Diagnosis is mainly based on typical symptoms, and sometimes it is necessary to use an auxiliary examination for identification.
Diagnosis
Differential diagnosis
Mainly differentiated from Parkinson's syndrome and idiopathic tremor, benign tremor.
(1) Parkinson's syndrome after encephalitis:
The Parkinson's syndrome caused by lethargy encephalitis has not been reported for nearly 70 years, so Parkinson's syndrome disappears after encephalitis caused by this encephalitis. In recent years, patients with viral encephalitis have been reported to have Parkinson-like symptoms, but this disease has obvious infection symptoms, which may be accompanied by symptoms of nervous system damage such as cranial nerve palsy, limb paralysis, convulsions, coma, etc. Cerebrospinal fluid may have a small number of cells ~ Increased degree, increased protein, reduced sugar, etc. After the condition is relieved, the Parkinson-like symptoms are relieved and can be differentiated from Parkinson's disease.
(2) Hepatolenticular degeneration:
Recessive hereditary diseases, about one-third of family history, adolescent onset, may have increased limb muscle tone, tremor, mask-like face, torsion and other extrapyramidal symptoms. It has characteristic features such as liver damage, corneal KF ring and serum ceruloplasmin decrease. Can be identified with Parkinson's disease.
(3) Essential tremor:
Is a dominant genetic disease, manifested as head, jaw, limb involuntary tremor, tremor frequency can be high or low, high frequency is similar to hyperthyroidism; low frequency is similar to Parkinson's tremor. The disease has no reduction in exercise, increased muscle tone, and posture reflex disorder, and disappears after drinking, and the treatment of cardiotonic treatment can be differentiated from primary Parkinson's disease.

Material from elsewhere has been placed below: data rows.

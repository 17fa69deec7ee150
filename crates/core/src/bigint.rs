//! Arbitrary-precision signed integer used for every value amount in the
//! system (token balances, gas prices, stake amounts). A thin alias over
//! `num_bigint::BigInt` — the canonical binary encoding for it lives in
//! `vela-io`, which depends on this crate.

pub use num_bigint::BigInt as Int;
pub use num_traits::{Signed, ToPrimitive, Zero};
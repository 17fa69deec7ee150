//! Assembles the bytecode a transaction carries in its `script` field.
//!
//! spec.md §4.4 has every native contract method reached through
//! `SWITCH`, and §4.4's "Gas contract" brackets every transaction with
//! `AllowGas`/`SpendGas` calls — there is no separate transaction-level
//! hook for this, so the bracket has to be bytecode the transaction's own
//! script runs. [`ScriptBuilder`] is the assembler for that bytecode,
//! grounded on the teacher's `neo-vm::ScriptBuilder` (same emit/push
//! shape, narrowed to this VM's LOAD/PUT/SWITCH instruction set).

use num_bigint::BigInt;
use vela_core::Address;
use vela_vm::{OpCode, VMObject};

/// Scratch registers reserved by [`ScriptBuilder::call_native`]. Register 0
/// is `RESULT_REGISTER` and is left alone; callers needing their own
/// working registers should stay below 16.
const R_ADDR: u8 = 16;
const R_METHOD: u8 = 17;
const R_ARGS: u8 = 18;
const R_CALL: u8 = 19;
const R_IDX: u8 = 20;
const R_TMP: u8 = 21;

pub struct ScriptBuilder {
    code: Vec<u8>,
}

impl Default for ScriptBuilder {
    fn default() -> Self {
        Self::new()
    }
}

impl ScriptBuilder {
    pub fn new() -> Self {
        Self { code: Vec::new() }
    }

    fn emit_op(&mut self, op: OpCode) -> &mut Self {
        self.code.push(op as u8);
        self
    }

    /// Writes a LOAD payload-length header. All payloads this builder ever
    /// emits (struct indices, addresses, short strings) are well under the
    /// single-byte literal threshold used by the decoder's var-length
    /// convention.
    fn write_len(&mut self, len: usize) {
        assert!(len < 0xFD, "script builder payload too long for a literal length byte");
        self.code.push(len as u8);
    }

    pub fn load_null(&mut self, dst: u8) -> &mut Self {
        self.emit_op(OpCode::Load);
        self.code.push(dst);
        self.code.push(0);
        self.write_len(0);
        self
    }

    pub fn load_bool(&mut self, dst: u8, value: bool) -> &mut Self {
        self.emit_op(OpCode::Load);
        self.code.push(dst);
        self.code.push(1);
        self.write_len(1);
        self.code.push(value as u8);
        self
    }

    pub fn load_int(&mut self, dst: u8, value: &BigInt) -> &mut Self {
        let bytes = value.to_signed_bytes_le();
        self.emit_op(OpCode::Load);
        self.code.push(dst);
        self.code.push(2);
        self.write_len(bytes.len());
        self.code.extend_from_slice(&bytes);
        self
    }

    pub fn load_i64(&mut self, dst: u8, value: i64) -> &mut Self {
        self.load_int(dst, &BigInt::from(value))
    }

    pub fn load_string(&mut self, dst: u8, value: &str) -> &mut Self {
        let bytes = value.as_bytes();
        self.emit_op(OpCode::Load);
        self.code.push(dst);
        self.code.push(3);
        self.write_len(bytes.len());
        self.code.extend_from_slice(bytes);
        self
    }

    pub fn load_bytes(&mut self, dst: u8, value: &[u8]) -> &mut Self {
        self.emit_op(OpCode::Load);
        self.code.push(dst);
        self.code.push(4);
        self.write_len(value.len());
        self.code.extend_from_slice(value);
        self
    }

    pub fn load_address(&mut self, dst: u8, value: &Address) -> &mut Self {
        self.emit_op(OpCode::Load);
        self.code.push(dst);
        self.code.push(5);
        self.write_len(value.as_bytes().len());
        self.code.extend_from_slice(value.as_bytes());
        self
    }

    /// Loads whichever [`VMObject`] variant `value` holds into `dst`. Used
    /// for assembling call arguments without the caller needing to match
    /// on the variant itself.
    pub fn load_value(&mut self, dst: u8, value: &VMObject) -> &mut Self {
        match value {
            VMObject::Null => self.load_null(dst),
            VMObject::Bool(b) => self.load_bool(dst, *b),
            VMObject::Int(i) => self.load_int(dst, i),
            VMObject::String(s) => self.load_string(dst, s),
            VMObject::Bytes(b) => self.load_bytes(dst, b),
            VMObject::Address(a) => self.load_address(dst, a),
            VMObject::Struct(_) | VMObject::Context(_) => {
                panic!("script builder cannot load a struct or context literal")
            }
        }
    }

    pub fn push_reg(&mut self, reg: u8) -> &mut Self {
        self.emit_op(OpCode::Push);
        self.code.push(reg);
        self
    }

    pub fn pop_reg(&mut self, reg: u8) -> &mut Self {
        self.emit_op(OpCode::Pop);
        self.code.push(reg);
        self
    }

    pub fn put(&mut self, map_reg: u8, key_reg: u8, value_reg: u8) -> &mut Self {
        self.emit_op(OpCode::Put);
        self.code.extend_from_slice(&[map_reg, key_reg, value_reg]);
        self
    }

    pub fn switch(&mut self, addr_reg: u8) -> &mut Self {
        self.emit_op(OpCode::Switch);
        self.code.push(addr_reg);
        self
    }

    pub fn ret(&mut self) -> &mut Self {
        self.emit_op(OpCode::Ret)
    }

    /// Builds and executes a `SWITCH` into `address`'s native contract,
    /// calling `method` with `args`, leaving the returned value (or `Null`
    /// if the callee returned nothing it cared to push) in `result_reg`.
    ///
    /// `address`/`method`/`args` are loaded into reserved scratch registers
    /// (16-21); callers should not rely on those registers' contents
    /// surviving a `call_native`.
    pub fn call_native(&mut self, address: &Address, method: &str, args: &[VMObject], result_reg: u8) -> &mut Self {
        self.load_address(R_ADDR, address);
        self.load_null(R_ARGS);
        for (i, arg) in args.iter().enumerate() {
            self.load_value(R_TMP, arg);
            self.load_i64(R_IDX, i as i64);
            self.put(R_ARGS, R_IDX, R_TMP);
        }
        self.load_null(R_CALL);
        self.load_string(R_METHOD, method);
        self.load_i64(R_IDX, 0);
        self.put(R_CALL, R_IDX, R_METHOD);
        self.load_i64(R_IDX, 1);
        self.put(R_CALL, R_IDX, R_ARGS);
        self.push_reg(R_CALL);
        self.switch(R_ADDR);
        self.pop_reg(result_reg)
    }

    pub fn into_bytes(self) -> Vec<u8> {
        self.code
    }
}

/// Builds a complete transaction script invoking a single native contract
/// method. The `AllowGas`/`SpendGas` bracket (spec.md §4.4) is not part of
/// this bytecode: `Gas.SpendGas` needs the VM engine's own metered
/// `used_gas` once the script has finished running, so `vela-chain`'s
/// transaction pipeline calls the gas contract directly around
/// `ExecutionEngine::run` rather than the script calling it on itself.
pub fn build_call_script(target_contract: &Address, method: &str, args: &[VMObject]) -> Vec<u8> {
    let mut b = ScriptBuilder::new();
    b.call_native(target_contract, method, args, 0);
    b.ret();
    b.into_bytes()
}
//! Errors for the storage layer.

use thiserror::Error;

#[derive(Error, Debug, Clone, PartialEq, Eq)]
pub enum StorageError {
    #[error(transparent)]
    Io(#[from] vela_io::IoError),

    #[error("list index {index} out of bounds (len {len})")]
    IndexOutOfBounds { index: u64, len: u64 },
}

pub type StorageResult<T> = Result<T, StorageError>;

(4) Progressive supranuclear palsy:
The disease is also common in middle-aged and elderly people, and the clinical symptoms may include extrapyramidal symptoms such as muscle rigidity and tremor. However, this disease has prominent eye gaze disturbance, muscle rigidity is heavy on the trunk, limb muscle involvement is light, and the flexibility of the limb is maintained, the neck extensor tension is increased, and the neck overextension and Parkinson's disease neck flexion are apparent. Different, can be identified with Parkinson's disease.
(5) Shy_Drager syndrome:
Clinically, there are often extrapyramidal symptoms, but because of prominent autonomic symptoms, such as: syncope, orthostatic hypotension, sexual function and bladder dysfunction, levodopa preparations are ineffective, and can be differentiated from Parkinson's disease.
(6) Drug-induced Parkinson's syndrome:
Excessive use of reserpine, chlorpromazine, haloperidol and other antidepressants can cause extrapyramidal symptoms, due to a significant history of medication, and can be identified after withdrawal.
(7) Benign tremor:
Refers to physiological tremors (invisible to the naked eye) and functional tremors without brain organic lesions. Functional tremor includes:
1. Physiological tremor is enhanced (visible to the naked eye), and most of the posture tremor is related to the enhanced response of adrenergic; also seen in certain endocrine diseases such as pheochromocytoma, hypoglycemia, hyperthyroidism;
2. Cocaine and alcoholism and side effects of some drugs. Caries tremors, mostly heart-induced causes, distracting can alleviate tremors.
3. Others: tremors when emotions are intense and when doing fine movements. Benign tremor is clinically characterized by no such manifestations as Parkinson's disease such as myotonia, decreased movement, and abnormal posture.